Search the listing below for the string "crates", then copy every line it appears in.

[[ Information open ]]

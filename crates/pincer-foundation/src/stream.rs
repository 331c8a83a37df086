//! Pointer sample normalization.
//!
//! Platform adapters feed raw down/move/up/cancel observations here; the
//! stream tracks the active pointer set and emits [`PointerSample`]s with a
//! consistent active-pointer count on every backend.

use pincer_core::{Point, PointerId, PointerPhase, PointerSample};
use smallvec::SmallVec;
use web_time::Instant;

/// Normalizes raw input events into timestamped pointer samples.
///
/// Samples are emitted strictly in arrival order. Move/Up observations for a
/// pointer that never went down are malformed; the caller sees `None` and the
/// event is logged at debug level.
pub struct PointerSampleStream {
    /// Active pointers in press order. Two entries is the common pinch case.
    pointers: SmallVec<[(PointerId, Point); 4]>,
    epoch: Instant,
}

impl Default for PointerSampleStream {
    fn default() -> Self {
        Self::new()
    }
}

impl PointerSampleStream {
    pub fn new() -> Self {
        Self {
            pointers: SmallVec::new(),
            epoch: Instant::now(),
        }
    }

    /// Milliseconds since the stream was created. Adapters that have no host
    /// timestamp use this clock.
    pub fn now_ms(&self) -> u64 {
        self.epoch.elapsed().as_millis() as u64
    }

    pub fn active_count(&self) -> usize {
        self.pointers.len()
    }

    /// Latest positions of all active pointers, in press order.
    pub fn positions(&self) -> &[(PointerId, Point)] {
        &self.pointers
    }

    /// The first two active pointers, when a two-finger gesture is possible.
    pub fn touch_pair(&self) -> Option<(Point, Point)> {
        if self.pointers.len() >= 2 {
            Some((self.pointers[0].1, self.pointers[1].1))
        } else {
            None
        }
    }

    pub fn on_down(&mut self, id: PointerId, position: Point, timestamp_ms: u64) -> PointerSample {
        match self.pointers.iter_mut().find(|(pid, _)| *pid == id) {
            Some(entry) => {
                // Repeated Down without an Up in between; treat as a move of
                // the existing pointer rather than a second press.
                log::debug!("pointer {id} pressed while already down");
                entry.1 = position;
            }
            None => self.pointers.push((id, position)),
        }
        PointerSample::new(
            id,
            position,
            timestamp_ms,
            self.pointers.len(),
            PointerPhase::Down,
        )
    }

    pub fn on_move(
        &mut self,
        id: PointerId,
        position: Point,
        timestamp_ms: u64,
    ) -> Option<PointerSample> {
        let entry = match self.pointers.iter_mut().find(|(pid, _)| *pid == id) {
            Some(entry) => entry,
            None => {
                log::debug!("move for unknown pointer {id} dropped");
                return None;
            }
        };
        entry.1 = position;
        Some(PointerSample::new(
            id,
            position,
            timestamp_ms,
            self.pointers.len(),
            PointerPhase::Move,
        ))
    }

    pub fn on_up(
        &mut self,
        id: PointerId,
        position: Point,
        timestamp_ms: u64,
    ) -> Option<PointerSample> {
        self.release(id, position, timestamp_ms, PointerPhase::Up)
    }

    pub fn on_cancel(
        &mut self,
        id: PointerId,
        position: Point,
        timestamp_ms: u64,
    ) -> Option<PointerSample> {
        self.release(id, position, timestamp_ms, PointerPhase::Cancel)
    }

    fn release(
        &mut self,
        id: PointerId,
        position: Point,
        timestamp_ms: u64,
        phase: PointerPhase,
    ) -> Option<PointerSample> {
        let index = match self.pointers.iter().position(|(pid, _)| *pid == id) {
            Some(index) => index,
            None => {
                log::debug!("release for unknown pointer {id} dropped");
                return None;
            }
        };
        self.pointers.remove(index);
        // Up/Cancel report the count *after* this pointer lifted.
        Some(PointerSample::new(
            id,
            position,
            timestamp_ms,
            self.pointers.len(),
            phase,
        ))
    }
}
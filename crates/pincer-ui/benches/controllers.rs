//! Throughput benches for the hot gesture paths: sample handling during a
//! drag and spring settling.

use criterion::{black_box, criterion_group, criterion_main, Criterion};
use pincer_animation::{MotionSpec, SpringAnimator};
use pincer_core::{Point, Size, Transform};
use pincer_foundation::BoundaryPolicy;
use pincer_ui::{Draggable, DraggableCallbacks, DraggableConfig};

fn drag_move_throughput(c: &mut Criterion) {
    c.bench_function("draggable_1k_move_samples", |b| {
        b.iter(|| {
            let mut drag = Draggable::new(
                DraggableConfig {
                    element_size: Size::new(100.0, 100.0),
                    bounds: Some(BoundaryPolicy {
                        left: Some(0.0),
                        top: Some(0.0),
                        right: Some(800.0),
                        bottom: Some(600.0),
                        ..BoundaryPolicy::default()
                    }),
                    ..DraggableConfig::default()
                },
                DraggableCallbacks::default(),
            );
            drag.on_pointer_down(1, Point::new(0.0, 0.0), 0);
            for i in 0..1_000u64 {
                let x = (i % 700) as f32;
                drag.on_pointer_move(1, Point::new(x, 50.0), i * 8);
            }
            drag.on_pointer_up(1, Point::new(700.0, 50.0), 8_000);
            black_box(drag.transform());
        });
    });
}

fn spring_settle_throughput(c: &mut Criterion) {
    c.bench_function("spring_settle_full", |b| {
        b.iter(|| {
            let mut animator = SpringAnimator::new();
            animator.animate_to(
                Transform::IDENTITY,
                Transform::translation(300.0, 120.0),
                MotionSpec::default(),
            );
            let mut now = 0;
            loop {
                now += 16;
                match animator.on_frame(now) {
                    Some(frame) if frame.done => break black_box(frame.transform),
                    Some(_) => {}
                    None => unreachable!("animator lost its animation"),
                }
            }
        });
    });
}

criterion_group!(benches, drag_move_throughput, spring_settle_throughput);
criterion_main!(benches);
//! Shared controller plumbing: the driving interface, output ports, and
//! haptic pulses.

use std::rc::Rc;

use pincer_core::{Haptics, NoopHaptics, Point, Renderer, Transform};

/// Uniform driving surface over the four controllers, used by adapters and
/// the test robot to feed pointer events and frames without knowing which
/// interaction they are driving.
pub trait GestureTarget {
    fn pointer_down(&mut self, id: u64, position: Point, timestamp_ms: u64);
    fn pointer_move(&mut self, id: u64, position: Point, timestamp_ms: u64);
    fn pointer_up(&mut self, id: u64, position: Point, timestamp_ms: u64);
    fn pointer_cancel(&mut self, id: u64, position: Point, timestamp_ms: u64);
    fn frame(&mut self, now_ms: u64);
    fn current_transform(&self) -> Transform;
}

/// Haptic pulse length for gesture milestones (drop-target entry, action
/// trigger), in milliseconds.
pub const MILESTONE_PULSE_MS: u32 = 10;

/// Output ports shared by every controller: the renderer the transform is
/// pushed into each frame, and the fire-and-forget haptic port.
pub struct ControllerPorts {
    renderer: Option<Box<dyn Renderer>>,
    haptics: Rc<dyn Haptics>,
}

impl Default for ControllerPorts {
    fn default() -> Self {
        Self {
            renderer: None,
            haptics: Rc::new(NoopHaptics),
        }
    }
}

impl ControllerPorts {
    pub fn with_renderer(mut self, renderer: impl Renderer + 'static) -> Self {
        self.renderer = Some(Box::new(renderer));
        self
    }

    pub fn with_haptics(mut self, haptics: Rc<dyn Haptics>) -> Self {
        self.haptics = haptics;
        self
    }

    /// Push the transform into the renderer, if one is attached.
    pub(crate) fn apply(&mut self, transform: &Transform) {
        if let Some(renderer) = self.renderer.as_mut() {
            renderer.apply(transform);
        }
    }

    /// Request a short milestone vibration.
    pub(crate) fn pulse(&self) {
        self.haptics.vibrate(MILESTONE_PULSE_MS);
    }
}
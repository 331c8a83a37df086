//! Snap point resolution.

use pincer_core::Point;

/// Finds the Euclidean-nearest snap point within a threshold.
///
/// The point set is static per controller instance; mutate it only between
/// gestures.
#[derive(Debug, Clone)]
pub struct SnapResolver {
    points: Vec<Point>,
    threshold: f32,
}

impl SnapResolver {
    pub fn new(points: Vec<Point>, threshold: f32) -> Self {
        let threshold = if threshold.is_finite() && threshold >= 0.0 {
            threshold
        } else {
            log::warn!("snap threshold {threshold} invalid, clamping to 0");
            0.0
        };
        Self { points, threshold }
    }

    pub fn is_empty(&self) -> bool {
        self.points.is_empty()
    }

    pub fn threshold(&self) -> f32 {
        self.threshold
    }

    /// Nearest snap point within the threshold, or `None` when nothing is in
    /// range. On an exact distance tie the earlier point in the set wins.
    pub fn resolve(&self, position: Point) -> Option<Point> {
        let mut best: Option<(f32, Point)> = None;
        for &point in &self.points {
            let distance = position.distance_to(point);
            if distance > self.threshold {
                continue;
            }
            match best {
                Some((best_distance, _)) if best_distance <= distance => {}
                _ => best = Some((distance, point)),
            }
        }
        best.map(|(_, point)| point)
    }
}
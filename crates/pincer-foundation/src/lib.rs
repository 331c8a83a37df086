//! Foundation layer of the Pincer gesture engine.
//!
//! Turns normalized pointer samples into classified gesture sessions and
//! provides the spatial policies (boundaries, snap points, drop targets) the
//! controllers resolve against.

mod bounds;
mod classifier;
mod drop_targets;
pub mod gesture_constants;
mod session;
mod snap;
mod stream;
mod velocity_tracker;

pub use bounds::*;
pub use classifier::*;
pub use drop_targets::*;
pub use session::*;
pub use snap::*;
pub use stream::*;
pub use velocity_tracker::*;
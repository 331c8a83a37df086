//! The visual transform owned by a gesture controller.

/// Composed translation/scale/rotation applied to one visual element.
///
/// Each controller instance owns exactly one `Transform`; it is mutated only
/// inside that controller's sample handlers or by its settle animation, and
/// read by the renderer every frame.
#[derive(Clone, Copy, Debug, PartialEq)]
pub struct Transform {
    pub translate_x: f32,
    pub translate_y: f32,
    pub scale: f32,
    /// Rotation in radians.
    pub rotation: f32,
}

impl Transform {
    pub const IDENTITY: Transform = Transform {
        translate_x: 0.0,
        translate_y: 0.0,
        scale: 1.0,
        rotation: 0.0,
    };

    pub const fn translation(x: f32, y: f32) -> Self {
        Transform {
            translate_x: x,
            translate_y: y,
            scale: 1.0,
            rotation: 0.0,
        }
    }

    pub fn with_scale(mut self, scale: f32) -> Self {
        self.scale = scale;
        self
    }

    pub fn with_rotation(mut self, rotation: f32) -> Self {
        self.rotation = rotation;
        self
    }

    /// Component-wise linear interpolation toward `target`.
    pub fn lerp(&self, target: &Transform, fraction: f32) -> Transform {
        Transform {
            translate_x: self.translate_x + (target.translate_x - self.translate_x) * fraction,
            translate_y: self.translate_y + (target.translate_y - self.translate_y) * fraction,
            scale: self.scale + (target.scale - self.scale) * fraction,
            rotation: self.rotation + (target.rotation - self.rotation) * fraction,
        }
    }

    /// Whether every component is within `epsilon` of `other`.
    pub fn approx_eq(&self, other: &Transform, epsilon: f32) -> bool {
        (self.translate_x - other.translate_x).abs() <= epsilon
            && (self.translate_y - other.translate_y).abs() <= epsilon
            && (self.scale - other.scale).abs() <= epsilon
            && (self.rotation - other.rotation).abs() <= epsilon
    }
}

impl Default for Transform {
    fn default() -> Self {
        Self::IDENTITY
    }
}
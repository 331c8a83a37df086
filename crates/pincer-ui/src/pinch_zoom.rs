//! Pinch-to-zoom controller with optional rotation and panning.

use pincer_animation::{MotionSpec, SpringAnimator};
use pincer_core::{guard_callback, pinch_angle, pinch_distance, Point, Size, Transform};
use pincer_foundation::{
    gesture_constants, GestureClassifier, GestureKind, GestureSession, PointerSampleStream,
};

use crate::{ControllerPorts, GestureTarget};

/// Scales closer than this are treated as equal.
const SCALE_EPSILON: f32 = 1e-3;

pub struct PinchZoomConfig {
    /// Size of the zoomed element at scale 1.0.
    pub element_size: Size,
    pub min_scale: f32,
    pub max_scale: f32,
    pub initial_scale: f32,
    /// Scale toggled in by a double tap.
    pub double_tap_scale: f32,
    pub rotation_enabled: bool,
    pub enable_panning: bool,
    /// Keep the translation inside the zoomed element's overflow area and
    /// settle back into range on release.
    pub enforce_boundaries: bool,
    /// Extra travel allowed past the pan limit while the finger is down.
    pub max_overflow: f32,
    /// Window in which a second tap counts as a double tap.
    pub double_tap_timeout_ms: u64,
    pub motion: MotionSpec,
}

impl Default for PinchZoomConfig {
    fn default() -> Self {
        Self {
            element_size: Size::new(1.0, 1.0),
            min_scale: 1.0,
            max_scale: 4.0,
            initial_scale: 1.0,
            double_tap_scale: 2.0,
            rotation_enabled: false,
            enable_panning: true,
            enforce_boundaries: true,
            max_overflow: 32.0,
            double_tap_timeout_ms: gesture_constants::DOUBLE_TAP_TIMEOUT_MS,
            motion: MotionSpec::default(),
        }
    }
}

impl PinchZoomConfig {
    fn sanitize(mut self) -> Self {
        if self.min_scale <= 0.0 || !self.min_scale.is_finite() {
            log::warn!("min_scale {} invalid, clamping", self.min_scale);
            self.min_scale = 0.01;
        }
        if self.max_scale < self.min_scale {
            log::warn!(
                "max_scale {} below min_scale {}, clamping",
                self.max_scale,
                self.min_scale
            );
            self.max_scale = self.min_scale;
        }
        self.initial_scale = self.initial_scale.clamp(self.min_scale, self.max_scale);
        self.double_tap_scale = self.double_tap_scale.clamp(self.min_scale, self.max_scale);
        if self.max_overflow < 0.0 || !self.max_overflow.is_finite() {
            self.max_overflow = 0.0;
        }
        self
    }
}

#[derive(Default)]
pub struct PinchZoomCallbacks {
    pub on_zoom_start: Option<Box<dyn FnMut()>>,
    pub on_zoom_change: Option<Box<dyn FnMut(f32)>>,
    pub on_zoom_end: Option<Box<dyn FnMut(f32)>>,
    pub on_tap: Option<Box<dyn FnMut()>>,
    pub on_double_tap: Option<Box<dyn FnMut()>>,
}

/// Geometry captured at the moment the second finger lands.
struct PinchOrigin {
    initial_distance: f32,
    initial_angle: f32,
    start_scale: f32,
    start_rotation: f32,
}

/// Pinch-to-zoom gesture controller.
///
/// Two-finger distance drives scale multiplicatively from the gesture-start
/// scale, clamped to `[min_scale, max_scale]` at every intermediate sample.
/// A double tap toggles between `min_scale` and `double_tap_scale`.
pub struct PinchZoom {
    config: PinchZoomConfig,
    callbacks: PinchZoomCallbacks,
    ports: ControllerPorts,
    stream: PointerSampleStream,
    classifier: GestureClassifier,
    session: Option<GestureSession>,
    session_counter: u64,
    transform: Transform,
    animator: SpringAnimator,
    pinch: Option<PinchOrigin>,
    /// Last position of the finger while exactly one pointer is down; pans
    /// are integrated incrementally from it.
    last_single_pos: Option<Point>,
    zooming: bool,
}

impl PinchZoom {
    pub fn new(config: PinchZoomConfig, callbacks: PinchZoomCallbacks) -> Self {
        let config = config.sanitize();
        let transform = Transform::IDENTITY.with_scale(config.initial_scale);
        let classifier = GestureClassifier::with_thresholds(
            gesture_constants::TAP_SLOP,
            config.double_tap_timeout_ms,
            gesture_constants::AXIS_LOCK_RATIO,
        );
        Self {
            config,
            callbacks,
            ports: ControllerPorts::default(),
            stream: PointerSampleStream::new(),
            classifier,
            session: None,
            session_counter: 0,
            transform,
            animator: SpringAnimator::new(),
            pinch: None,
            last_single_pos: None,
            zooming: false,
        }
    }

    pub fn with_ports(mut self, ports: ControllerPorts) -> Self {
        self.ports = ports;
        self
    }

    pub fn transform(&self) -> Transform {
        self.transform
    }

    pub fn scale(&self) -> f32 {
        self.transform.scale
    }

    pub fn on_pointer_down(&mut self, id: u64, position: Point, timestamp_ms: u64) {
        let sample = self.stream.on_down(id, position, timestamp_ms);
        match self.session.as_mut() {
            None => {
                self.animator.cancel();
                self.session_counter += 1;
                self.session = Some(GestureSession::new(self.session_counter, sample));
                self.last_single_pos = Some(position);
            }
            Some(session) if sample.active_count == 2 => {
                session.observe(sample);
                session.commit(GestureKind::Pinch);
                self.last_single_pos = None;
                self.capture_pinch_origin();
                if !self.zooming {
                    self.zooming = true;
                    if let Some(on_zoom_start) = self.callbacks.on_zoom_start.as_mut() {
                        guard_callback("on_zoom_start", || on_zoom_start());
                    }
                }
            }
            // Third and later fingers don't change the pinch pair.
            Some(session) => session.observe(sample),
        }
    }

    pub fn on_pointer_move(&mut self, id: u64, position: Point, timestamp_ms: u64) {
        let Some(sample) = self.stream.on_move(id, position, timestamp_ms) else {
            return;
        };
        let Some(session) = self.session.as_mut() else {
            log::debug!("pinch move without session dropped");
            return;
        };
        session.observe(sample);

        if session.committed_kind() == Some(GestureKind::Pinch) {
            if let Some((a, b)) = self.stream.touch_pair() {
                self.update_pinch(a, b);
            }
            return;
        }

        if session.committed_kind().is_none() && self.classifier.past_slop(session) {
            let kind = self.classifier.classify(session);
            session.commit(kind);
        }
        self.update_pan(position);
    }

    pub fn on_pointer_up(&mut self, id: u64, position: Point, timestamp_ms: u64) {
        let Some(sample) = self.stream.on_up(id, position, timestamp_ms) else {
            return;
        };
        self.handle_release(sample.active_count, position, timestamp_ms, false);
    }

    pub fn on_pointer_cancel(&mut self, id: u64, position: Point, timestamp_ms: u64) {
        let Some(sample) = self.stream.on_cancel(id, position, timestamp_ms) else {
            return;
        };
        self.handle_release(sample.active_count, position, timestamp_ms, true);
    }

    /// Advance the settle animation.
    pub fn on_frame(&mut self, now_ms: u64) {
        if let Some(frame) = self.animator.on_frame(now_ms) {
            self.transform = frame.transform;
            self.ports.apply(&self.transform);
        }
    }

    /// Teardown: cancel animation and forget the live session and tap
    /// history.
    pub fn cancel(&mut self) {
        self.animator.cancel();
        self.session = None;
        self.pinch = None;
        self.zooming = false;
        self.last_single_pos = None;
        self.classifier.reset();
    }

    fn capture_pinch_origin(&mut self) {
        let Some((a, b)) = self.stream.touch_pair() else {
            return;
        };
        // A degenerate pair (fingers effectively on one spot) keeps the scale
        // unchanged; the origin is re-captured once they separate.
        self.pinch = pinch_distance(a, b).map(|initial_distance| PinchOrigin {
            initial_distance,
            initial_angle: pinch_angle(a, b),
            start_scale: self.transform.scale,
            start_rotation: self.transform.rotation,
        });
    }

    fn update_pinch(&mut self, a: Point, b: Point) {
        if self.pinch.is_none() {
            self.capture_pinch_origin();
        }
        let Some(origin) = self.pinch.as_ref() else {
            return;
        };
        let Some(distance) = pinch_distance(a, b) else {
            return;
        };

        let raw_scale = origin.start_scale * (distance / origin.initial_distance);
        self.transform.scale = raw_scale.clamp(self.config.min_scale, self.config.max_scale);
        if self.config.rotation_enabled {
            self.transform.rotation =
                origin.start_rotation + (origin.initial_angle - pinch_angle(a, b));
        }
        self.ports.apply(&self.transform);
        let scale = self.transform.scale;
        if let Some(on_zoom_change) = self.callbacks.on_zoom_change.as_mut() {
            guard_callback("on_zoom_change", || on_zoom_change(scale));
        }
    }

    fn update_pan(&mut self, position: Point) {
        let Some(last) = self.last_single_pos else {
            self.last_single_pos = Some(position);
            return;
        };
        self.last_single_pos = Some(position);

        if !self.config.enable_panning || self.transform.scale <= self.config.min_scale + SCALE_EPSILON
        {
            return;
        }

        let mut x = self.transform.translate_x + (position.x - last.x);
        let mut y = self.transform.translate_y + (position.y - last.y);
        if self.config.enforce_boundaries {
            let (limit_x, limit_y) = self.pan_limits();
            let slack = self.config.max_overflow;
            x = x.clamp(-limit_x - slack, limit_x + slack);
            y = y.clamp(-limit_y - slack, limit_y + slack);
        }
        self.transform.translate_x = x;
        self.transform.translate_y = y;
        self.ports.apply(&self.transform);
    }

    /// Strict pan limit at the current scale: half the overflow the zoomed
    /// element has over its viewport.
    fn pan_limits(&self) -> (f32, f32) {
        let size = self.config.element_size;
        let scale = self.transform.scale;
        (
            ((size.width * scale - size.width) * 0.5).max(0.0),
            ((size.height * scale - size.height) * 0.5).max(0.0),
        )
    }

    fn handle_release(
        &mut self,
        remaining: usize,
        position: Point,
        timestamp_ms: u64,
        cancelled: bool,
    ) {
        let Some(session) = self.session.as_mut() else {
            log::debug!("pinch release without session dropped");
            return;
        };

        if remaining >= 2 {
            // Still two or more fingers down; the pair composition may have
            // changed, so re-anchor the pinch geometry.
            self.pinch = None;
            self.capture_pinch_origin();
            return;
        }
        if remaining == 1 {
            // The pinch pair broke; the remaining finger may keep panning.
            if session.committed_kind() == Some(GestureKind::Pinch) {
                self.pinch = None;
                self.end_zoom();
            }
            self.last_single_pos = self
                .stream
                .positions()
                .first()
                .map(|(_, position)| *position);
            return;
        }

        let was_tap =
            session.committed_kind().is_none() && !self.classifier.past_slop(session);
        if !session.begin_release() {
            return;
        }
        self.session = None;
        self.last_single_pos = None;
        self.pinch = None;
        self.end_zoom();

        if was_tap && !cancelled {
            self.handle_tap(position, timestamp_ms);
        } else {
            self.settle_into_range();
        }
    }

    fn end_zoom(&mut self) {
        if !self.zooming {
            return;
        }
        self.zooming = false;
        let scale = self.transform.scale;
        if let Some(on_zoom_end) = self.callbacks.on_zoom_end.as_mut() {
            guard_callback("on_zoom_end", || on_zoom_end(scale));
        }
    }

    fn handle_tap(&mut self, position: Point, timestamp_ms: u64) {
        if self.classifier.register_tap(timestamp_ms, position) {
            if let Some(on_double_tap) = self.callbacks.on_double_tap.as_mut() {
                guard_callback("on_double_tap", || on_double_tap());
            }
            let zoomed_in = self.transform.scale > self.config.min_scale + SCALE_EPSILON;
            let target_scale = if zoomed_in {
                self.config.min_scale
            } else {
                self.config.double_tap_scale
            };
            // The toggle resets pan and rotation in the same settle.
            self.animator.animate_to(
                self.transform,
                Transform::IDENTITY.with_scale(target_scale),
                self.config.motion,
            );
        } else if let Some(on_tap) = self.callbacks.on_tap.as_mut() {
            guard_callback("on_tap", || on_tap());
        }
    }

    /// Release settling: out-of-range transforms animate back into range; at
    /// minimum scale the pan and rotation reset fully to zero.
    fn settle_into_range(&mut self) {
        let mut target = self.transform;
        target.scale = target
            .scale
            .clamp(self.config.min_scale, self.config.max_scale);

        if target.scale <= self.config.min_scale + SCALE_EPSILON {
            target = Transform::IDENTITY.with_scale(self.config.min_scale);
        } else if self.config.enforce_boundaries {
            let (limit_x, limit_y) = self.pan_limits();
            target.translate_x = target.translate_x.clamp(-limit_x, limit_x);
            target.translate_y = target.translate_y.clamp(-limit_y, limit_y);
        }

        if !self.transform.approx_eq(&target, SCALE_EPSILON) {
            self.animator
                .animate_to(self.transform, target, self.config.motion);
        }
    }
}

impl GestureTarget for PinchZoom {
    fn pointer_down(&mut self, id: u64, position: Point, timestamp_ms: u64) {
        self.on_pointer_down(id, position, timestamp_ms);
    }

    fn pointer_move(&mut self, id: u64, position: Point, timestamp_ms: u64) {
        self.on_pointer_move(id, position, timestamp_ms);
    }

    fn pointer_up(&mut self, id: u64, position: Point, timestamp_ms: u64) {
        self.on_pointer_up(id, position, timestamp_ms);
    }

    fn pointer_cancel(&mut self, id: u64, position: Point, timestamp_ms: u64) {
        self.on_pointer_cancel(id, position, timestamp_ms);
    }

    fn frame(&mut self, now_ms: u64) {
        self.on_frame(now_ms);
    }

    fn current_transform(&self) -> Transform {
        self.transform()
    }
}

[[ Information closed ]]

■ Finished exercise
filename crates/pincer-foundation/src/stream.rs
filename crates/pincer-ui/benches/controllers.rs
filename crates/pincer-foundation/src/lib.rs
filename crates/pincer-ui/src/pinch_zoom.rs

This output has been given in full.